◆ Work order
Lines below that include the word "target" should each be copied.
** Opening Input records block **
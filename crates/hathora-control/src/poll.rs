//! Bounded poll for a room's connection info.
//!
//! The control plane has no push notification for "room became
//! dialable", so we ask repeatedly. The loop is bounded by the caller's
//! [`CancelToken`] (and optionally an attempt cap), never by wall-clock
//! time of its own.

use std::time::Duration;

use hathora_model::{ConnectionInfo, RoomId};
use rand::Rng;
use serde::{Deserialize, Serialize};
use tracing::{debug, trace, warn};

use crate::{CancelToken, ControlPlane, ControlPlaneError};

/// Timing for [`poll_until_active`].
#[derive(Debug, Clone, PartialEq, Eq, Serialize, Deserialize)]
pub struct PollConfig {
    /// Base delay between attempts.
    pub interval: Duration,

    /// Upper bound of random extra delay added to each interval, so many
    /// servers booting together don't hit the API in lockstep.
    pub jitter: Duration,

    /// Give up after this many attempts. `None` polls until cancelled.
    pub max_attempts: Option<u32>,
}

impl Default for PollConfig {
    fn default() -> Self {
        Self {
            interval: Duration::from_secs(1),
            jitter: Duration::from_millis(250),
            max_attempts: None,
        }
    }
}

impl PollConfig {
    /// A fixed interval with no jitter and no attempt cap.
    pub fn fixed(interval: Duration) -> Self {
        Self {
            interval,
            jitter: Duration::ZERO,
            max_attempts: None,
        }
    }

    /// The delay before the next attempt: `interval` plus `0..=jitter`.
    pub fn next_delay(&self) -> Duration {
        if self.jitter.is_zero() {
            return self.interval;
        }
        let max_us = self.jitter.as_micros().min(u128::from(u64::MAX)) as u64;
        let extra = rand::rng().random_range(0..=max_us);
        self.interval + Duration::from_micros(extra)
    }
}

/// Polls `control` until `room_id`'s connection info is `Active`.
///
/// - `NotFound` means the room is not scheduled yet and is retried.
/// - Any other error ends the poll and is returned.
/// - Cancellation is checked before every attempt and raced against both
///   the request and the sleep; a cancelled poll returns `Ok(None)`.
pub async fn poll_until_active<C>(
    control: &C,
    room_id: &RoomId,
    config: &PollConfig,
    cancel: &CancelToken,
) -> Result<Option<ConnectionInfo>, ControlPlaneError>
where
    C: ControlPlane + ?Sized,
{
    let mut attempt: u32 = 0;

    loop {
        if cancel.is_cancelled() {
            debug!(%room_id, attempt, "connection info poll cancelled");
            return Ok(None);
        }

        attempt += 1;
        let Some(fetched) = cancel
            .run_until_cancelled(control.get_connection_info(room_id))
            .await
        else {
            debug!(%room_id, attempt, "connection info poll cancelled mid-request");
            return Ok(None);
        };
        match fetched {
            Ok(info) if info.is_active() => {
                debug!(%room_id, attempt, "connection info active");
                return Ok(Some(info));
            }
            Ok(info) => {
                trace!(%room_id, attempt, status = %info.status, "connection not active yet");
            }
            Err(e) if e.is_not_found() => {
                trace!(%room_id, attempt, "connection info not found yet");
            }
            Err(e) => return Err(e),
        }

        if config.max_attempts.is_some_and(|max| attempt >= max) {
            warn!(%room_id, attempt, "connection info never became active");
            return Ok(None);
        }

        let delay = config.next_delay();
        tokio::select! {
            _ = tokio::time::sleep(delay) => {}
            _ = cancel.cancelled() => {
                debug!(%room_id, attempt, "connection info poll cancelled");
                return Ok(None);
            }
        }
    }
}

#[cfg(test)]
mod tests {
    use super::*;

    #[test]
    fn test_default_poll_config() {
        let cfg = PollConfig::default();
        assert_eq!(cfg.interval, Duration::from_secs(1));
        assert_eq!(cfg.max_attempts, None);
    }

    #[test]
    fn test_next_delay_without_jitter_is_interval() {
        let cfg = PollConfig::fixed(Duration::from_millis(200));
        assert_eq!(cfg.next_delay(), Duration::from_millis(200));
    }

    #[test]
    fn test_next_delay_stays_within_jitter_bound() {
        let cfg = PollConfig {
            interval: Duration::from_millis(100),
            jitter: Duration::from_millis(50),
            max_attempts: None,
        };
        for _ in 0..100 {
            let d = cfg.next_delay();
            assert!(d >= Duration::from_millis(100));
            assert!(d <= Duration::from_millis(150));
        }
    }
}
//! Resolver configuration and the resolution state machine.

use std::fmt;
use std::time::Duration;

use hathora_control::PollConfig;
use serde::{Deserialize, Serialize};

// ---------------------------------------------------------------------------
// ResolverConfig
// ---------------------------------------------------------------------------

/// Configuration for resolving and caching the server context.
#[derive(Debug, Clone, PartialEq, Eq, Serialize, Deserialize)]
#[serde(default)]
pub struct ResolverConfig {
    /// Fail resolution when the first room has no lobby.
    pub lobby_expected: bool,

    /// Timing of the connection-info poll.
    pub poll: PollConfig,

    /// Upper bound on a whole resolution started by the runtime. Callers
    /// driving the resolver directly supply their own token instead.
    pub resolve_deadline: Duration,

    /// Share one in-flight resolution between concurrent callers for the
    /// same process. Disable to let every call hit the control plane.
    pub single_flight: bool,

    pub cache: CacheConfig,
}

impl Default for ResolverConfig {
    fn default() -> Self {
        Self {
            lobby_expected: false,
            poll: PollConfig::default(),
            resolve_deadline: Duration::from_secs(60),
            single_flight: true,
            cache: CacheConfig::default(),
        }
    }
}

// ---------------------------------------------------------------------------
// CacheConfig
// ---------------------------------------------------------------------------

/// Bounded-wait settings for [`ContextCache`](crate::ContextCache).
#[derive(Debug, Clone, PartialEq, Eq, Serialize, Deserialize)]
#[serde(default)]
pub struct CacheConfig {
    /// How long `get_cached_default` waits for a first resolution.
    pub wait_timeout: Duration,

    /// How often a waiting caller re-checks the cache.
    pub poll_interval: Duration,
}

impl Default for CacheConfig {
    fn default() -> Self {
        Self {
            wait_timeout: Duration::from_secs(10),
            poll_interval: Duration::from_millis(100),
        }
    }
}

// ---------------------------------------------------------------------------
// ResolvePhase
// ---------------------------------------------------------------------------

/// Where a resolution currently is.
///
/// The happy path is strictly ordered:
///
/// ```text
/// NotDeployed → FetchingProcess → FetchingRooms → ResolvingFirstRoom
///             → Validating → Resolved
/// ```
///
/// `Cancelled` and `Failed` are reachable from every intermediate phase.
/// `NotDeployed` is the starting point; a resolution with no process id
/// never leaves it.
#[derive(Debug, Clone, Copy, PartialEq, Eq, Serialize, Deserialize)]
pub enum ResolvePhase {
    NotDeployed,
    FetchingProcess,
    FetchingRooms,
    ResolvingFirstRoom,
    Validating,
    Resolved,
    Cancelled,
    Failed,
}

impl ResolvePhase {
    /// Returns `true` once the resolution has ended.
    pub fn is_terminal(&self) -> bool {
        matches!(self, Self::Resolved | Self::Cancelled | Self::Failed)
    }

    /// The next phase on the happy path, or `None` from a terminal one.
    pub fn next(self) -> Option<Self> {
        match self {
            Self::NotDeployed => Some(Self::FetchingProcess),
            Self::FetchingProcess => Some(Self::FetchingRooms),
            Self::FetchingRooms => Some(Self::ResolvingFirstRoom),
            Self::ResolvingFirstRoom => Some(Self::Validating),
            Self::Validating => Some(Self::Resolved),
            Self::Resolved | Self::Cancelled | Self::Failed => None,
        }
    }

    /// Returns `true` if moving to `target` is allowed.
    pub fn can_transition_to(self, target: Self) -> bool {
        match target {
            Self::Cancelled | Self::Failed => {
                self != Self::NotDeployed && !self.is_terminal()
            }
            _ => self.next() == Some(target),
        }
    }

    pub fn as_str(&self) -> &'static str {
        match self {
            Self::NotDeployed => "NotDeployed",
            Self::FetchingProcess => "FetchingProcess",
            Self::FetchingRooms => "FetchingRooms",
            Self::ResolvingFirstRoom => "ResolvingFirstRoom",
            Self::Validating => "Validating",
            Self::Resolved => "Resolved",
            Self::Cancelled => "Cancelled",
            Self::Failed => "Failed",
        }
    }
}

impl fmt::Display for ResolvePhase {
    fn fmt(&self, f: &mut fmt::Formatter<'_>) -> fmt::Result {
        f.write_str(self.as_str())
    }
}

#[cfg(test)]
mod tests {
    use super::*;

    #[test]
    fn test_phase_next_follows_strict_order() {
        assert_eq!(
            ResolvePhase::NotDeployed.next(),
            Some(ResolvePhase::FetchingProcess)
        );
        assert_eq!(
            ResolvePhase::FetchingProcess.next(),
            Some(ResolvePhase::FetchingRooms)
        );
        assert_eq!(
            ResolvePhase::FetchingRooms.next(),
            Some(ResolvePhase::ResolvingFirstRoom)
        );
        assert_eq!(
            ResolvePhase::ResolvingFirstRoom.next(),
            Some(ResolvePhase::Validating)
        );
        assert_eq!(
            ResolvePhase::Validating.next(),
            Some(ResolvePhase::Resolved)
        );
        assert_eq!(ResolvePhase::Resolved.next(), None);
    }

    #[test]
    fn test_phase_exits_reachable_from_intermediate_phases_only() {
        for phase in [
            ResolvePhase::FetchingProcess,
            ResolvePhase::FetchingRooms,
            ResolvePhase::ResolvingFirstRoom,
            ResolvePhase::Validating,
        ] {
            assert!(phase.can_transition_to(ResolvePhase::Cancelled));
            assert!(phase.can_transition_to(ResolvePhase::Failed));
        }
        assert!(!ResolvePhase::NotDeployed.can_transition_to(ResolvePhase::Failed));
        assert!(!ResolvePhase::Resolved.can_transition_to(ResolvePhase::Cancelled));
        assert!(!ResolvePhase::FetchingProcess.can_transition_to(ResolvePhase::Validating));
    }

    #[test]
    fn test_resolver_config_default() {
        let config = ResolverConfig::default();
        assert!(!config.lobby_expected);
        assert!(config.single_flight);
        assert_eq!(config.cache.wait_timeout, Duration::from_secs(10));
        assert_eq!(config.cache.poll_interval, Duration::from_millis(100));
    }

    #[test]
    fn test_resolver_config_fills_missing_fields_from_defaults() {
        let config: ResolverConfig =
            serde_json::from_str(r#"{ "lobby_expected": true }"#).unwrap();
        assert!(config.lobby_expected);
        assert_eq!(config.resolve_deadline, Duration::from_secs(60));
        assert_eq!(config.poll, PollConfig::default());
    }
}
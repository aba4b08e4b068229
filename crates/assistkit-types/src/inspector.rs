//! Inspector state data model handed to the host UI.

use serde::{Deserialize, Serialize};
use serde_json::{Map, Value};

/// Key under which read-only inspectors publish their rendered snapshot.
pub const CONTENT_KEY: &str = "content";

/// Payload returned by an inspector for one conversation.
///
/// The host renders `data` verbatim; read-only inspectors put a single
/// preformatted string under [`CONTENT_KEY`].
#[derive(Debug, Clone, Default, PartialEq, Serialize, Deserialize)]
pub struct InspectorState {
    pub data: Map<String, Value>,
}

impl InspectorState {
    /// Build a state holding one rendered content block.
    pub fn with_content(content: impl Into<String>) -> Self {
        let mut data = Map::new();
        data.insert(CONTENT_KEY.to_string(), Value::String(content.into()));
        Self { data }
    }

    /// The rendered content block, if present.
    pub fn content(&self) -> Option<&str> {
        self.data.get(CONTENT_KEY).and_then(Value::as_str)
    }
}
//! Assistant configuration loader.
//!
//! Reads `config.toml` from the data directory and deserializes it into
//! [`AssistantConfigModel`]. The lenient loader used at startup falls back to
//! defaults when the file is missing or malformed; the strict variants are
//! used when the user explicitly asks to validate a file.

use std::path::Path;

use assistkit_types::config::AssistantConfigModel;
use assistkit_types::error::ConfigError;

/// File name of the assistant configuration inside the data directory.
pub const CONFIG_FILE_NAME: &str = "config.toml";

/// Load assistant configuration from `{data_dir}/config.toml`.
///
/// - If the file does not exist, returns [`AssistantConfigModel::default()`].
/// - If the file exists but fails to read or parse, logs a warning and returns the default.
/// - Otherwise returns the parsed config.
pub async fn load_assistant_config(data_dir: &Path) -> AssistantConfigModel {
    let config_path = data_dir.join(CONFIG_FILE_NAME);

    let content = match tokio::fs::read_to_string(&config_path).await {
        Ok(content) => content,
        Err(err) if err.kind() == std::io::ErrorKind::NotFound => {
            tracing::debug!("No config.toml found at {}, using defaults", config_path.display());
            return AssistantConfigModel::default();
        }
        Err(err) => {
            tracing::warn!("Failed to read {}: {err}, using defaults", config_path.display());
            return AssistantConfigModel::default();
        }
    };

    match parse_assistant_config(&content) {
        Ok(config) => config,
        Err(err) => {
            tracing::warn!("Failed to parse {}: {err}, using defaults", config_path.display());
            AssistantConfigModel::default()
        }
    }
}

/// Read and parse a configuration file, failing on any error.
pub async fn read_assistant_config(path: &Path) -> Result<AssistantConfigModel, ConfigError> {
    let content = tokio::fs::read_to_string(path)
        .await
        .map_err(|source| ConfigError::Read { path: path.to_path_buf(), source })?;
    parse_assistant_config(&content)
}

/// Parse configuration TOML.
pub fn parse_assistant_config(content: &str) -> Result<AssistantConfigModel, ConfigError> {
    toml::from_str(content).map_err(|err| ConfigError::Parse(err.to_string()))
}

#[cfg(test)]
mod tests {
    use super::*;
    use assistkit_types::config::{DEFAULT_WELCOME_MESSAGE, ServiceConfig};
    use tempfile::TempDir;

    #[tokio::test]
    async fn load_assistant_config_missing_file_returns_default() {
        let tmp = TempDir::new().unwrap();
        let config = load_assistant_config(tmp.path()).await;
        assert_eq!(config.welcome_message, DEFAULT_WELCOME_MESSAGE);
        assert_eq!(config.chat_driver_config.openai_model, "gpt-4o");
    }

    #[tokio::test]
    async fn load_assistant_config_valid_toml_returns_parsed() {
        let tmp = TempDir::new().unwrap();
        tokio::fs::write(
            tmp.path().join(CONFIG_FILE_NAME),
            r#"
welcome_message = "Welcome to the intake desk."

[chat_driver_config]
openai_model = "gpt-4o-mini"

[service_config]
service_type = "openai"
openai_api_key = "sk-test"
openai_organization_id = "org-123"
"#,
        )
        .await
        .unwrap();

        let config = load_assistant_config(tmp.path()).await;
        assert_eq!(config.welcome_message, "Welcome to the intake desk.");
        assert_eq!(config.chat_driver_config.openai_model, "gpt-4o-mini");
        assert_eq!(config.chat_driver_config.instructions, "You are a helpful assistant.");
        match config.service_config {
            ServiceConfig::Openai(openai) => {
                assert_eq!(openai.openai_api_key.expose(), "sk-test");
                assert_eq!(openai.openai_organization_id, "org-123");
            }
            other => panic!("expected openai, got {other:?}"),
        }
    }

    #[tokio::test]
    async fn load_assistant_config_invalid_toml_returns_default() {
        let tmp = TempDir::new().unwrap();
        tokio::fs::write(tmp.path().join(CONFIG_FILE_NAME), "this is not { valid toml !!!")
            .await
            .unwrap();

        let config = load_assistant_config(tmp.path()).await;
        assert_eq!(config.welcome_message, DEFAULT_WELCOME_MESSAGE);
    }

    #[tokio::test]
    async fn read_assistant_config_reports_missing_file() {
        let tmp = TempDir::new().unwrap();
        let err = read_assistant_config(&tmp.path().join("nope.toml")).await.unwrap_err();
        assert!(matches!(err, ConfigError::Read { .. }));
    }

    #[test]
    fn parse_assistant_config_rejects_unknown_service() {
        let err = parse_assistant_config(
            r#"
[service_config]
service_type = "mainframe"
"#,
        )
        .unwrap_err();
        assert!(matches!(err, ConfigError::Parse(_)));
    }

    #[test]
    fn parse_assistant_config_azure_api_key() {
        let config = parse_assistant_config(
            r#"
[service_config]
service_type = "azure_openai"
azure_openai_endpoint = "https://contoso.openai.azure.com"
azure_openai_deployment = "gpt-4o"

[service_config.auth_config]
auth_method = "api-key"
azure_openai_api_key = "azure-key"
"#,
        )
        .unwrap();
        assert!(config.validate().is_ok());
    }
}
** Closing Input records block **
◆ Problem solution
    /// Returns `true` if moving to `target` is allowed.
    pub fn can_transition_to(self, target: Self) -> bool {
        match target {
            _ => self.next() == Some(target),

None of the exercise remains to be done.